mod test_support;

use axum::http::StatusCode;
use cookie::Cookie;
use serde_json::Value;
use test_support::*;

#[tokio::test]
async fn admin_and_teacher_land_on_their_pages() {
    let app = spawn_app();
    app.with_db(|conn| seed_teacher(conn, "Ana Docente", "ana@colegio.com"))
        .await;

    let resp = app.login(ADMIN_EMAIL, ADMIN_PASSWORD).await;
    assert_eq!(resp.status_code(), StatusCode::SEE_OTHER);
    assert_eq!(location(&resp), "/admin");
    assert!(resp.maybe_cookie("session").is_some());

    let resp = app.login("ana@colegio.com", TEACHER_PASSWORD).await;
    assert_eq!(resp.status_code(), StatusCode::SEE_OTHER);
    assert_eq!(location(&resp), "/docente");

    let logins = app.with_db(|conn| audit_count(conn, "LOGIN")).await;
    assert_eq!(logins, 2);
}

#[tokio::test]
async fn wrong_credentials_never_create_a_session() {
    let app = spawn_app();

    for (email, password) in [
        (ADMIN_EMAIL, "not-the-password"),
        ("nadie@colegio.com", ADMIN_PASSWORD),
        ("", ""),
    ] {
        let resp = app.login(email, password).await;
        assert_eq!(resp.status_code(), StatusCode::SEE_OTHER);
        assert_eq!(location(&resp), "/");
        assert!(resp.maybe_cookie("session").is_none());
        assert_eq!(flash_message(&resp), "Credenciales incorrectas");
    }
    assert_eq!(app.with_db(|conn| audit_count(conn, "LOGIN")).await, 0);
}

#[tokio::test(flavor = "multi_thread", worker_threads = 4)]
async fn simultaneous_logins_are_resolved_independently() {
    let app = spawn_app();
    app.with_db(|conn| seed_teacher(conn, "Ana Docente", "ana@colegio.com"))
        .await;

    let (admin, teacher, wrong, again) = tokio::join!(
        app.login(ADMIN_EMAIL, ADMIN_PASSWORD),
        app.login("ana@colegio.com", TEACHER_PASSWORD),
        app.login(ADMIN_EMAIL, TEACHER_PASSWORD),
        app.login(ADMIN_EMAIL, ADMIN_PASSWORD),
    );
    assert_eq!(location(&admin), "/admin");
    assert_eq!(location(&teacher), "/docente");
    assert_eq!(location(&wrong), "/");
    assert!(wrong.maybe_cookie("session").is_none());
    assert_eq!(location(&again), "/admin");

    assert_eq!(app.with_db(|conn| audit_count(conn, "LOGIN")).await, 3);
}

#[tokio::test]
async fn login_page_consumes_the_flash_message() {
    let app = spawn_app();
    let failed = app.login(ADMIN_EMAIL, "wrong-password").await;
    let flash = failed.cookie("flash");

    let page = app.server.get("/").add_cookie(flash).await;
    page.assert_status_ok();
    let body: Value = page.json();
    assert_eq!(body["flash"]["kind"], "error");
    assert_eq!(body["flash"]["message"], "Credenciales incorrectas");
    let cleared = page.cookie("flash");
    assert_eq!(cleared.value(), "");

    // Without the cookie there is nothing to show.
    let page = app.server.get("/").await;
    let body: Value = page.json();
    assert!(body.get("flash").is_none());
}

#[tokio::test]
async fn role_gate_redirects_before_the_handler_runs() {
    let app = spawn_app();
    app.with_db(|conn| seed_teacher(conn, "Ana Docente", "ana@colegio.com"))
        .await;

    // No session at all; the body is not even a valid form.
    let resp = app.server.post("/admin/alumnos").text("%%%").await;
    assert_eq!(resp.status_code(), StatusCode::SEE_OTHER);
    assert_eq!(location(&resp), "/");

    let teacher = app.session_for("ana@colegio.com", TEACHER_PASSWORD).await;
    for path in ["/admin", "/admin/alumnos", "/admin/reporte/1", "/admin/cambiar_password"] {
        let resp = app.server.get(path).add_cookie(teacher.clone()).await;
        assert_eq!(resp.status_code(), StatusCode::SEE_OTHER, "{path}");
        assert_eq!(location(&resp), "/", "{path}");
    }

    let resp = app
        .server
        .post("/admin/alumnos")
        .add_cookie(teacher)
        .form(&[("nombre", "Intruso"), ("grado", "Primero Primaria")])
        .await;
    assert_eq!(location(&resp), "/");
    let students = app
        .with_db(|conn| gradebookd::school::list_students(conn).expect("list"))
        .await;
    assert!(students.is_empty());

    let admin = app.admin_session().await;
    let resp = app.server.get("/docente").add_cookie(admin).await;
    assert_eq!(resp.status_code(), StatusCode::SEE_OTHER);
    assert_eq!(location(&resp), "/");
}

#[tokio::test]
async fn tampered_session_cookie_counts_as_absent() {
    let app = spawn_app();
    let session = app.admin_session().await;

    let forged_value = format!("9{}", session.value());
    let forged = Cookie::new("session", forged_value);
    let resp = app.server.get("/admin").add_cookie(forged).await;
    assert_eq!(resp.status_code(), StatusCode::SEE_OTHER);
    assert_eq!(location(&resp), "/");

    let resp = app.server.get("/admin").add_cookie(session).await;
    resp.assert_status_ok();
    let body: Value = resp.json();
    assert_eq!(body["user"]["email"], ADMIN_EMAIL);
    assert!(body["user"].get("password_hash").is_none());
}

#[tokio::test]
async fn logout_clears_the_session_and_is_audited() {
    let app = spawn_app();
    let session = app.admin_session().await;

    let resp = app.server.get("/logout").add_cookie(session).await;
    assert_eq!(resp.status_code(), StatusCode::SEE_OTHER);
    assert_eq!(location(&resp), "/");
    assert_eq!(resp.cookie("session").value(), "");
    assert_eq!(app.with_db(|conn| audit_count(conn, "LOGOUT")).await, 1);

    let resp = app.server.get("/logout").await;
    assert_eq!(location(&resp), "/");
    assert_eq!(app.with_db(|conn| audit_count(conn, "LOGOUT")).await, 1);
}

#[tokio::test]
async fn health_is_public() {
    let app = spawn_app();
    let resp = app.server.get("/health").await;
    resp.assert_status_ok();
    let body: Value = resp.json();
    assert_eq!(body["status"], "ok");
    assert_eq!(body["version"], env!("CARGO_PKG_VERSION"));
}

=-=-=-=-=

EXERCISE>
The listing above must be transcribed exactly, line by line.

ANSWER SPACE>
mod test_support;

use axum::http::StatusCode;
use cookie::Cookie;
use serde_json::Value;
use test_support::*;

#[tokio::test]
async fn admin_and_teacher_land_on_their_pages() {
    let app = spawn_app();
    app.with_db(|conn| seed_teacher(conn, "Ana Docente", "ana@colegio.com"))
        .await;

    let resp = app.login(ADMIN_EMAIL, ADMIN_PASSWORD).await;
    assert_eq!(resp.status_code(), StatusCode::SEE_OTHER);
    assert_eq!(location(&resp), "/admin");
    assert!(resp.maybe_cookie("session").is_some());

    let resp = app.login("ana@colegio.com", TEACHER_PASSWORD).await;
    assert_eq!(resp.status_code(), StatusCode::SEE_OTHER);
    assert_eq!(location(&resp), "/docente");

    let logins = app.with_db(|conn| audit_count(conn, "LOGIN")).await;
    assert_eq!(logins, 2);
}

#[tokio::test]
async fn wrong_credentials_never_create_a_session() {
    let app = spawn_app();

    for (email, password) in [
        (ADMIN_EMAIL, "not-the-password"),
        ("nadie@colegio.com", ADMIN_PASSWORD),
        ("", ""),
    ] {
        let resp = app.login(email, password).await;
        assert_eq!(resp.status_code(), StatusCode::SEE_OTHER);
        assert_eq!(location(&resp), "/");
        assert!(resp.maybe_cookie("session").is_none());
        assert_eq!(flash_message(&resp), "Credenciales incorrectas");
    }
    assert_eq!(app.with_db(|conn| audit_count(conn, "LOGIN")).await, 0);
}

#[tokio::test(flavor = "multi_thread", worker_threads = 4)]
async fn simultaneous_logins_are_resolved_independently() {
    let app = spawn_app();
    app.with_db(|conn| seed_teacher(conn, "Ana Docente", "ana@colegio.com"))
        .await;

    let (admin, teacher, wrong, again) = tokio::join!(
        app.login(ADMIN_EMAIL, ADMIN_PASSWORD),
        app.login("ana@colegio.com", TEACHER_PASSWORD),
        app.login(ADMIN_EMAIL, TEACHER_PASSWORD),
        app.login(ADMIN_EMAIL, ADMIN_PASSWORD),
    );
    assert_eq!(location(&admin), "/admin");
    assert_eq!(location(&teacher), "/docente");
    assert_eq!(location(&wrong), "/");
    assert!(wrong.maybe_cookie("session").is_none());
    assert_eq!(location(&again), "/admin");

    assert_eq!(app.with_db(|conn| audit_count(conn, "LOGIN")).await, 3);
}

#[tokio::test]
async fn login_page_consumes_the_flash_message() {
    let app = spawn_app();
    let failed = app.login(ADMIN_EMAIL, "wrong-password").await;
    let flash = failed.cookie("flash");

    let page = app.server.get("/").add_cookie(flash).await;
    page.assert_status_ok();
    let body: Value = page.json();
    assert_eq!(body["flash"]["kind"], "error");
    assert_eq!(body["flash"]["message"], "Credenciales incorrectas");
    let cleared = page.cookie("flash");
    assert_eq!(cleared.value(), "");

    // Without the cookie there is nothing to show.
    let page = app.server.get("/").await;
    let body: Value = page.json();
    assert!(body.get("flash").is_none());
}

#[tokio::test]
async fn role_gate_redirects_before_the_handler_runs() {
    let app = spawn_app();
    app.with_db(|conn| seed_teacher(conn, "Ana Docente", "ana@colegio.com"))
        .await;

    // No session at all; the body is not even a valid form.
    let resp = app.server.post("/admin/alumnos").text("%%%").await;
    assert_eq!(resp.status_code(), StatusCode::SEE_OTHER);
    assert_eq!(location(&resp), "/");

    let teacher = app.session_for("ana@colegio.com", TEACHER_PASSWORD).await;
    for path in ["/admin", "/admin/alumnos", "/admin/reporte/1", "/admin/cambiar_password"] {
        let resp = app.server.get(path).add_cookie(teacher.clone()).await;
        assert_eq!(resp.status_code(), StatusCode::SEE_OTHER, "{path}");
        assert_eq!(location(&resp), "/", "{path}");
    }

    let resp = app
        .server
        .post("/admin/alumnos")
        .add_cookie(teacher)
        .form(&[("nombre", "Intruso"), ("grado", "Primero Primaria")])
        .await;
    assert_eq!(location(&resp), "/");
    let students = app
        .with_db(|conn| gradebookd::school::list_students(conn).expect("list"))
        .await;
    assert!(students.is_empty());

    let admin = app.admin_session().await;
    let resp = app.server.get("/docente").add_cookie(admin).await;
    assert_eq!(resp.status_code(), StatusCode::SEE_OTHER);
    assert_eq!(location(&resp), "/");
}

#[tokio::test]
async fn tampered_session_cookie_counts_as_absent() {
    let app = spawn_app();
    let session = app.admin_session().await;

    let forged_value = format!("9{}", session.value());
    let forged = Cookie::new("session", forged_value);
    let resp = app.server.get("/admin").add_cookie(forged).await;
    assert_eq!(resp.status_code(), StatusCode::SEE_OTHER);
    assert_eq!(location(&resp), "/");

    let resp = app.server.get("/admin").add_cookie(session).await;
    resp.assert_status_ok();
    let body: Value = resp.json();
    assert_eq!(body["user"]["email"], ADMIN_EMAIL);
    assert!(body["user"].get("password_hash").is_none());
}

#[tokio::test]
async fn logout_clears_the_session_and_is_audited() {
    let app = spawn_app();
    let session = app.admin_session().await;

    let resp = app.server.get("/logout").add_cookie(session).await;
    assert_eq!(resp.status_code(), StatusCode::SEE_OTHER);
    assert_eq!(location(&resp), "/");
    assert_eq!(resp.cookie("session").value(), "");
    assert_eq!(app.with_db(|conn| audit_count(conn, "LOGOUT")).await, 1);

    let resp = app.server.get("/logout").await;
    assert_eq!(location(&resp), "/");
    assert_eq!(app.with_db(|conn| audit_count(conn, "LOGOUT")).await, 1);
}

#[tokio::test]
async fn health_is_public() {
    let app = spawn_app();
    let resp = app.server.get("/health").await;
    resp.assert_status_ok();
    let body: Value = resp.json();
    assert_eq!(body["status"], "ok");
    assert_eq!(body["version"], env!("CARGO_PKG_VERSION"));
}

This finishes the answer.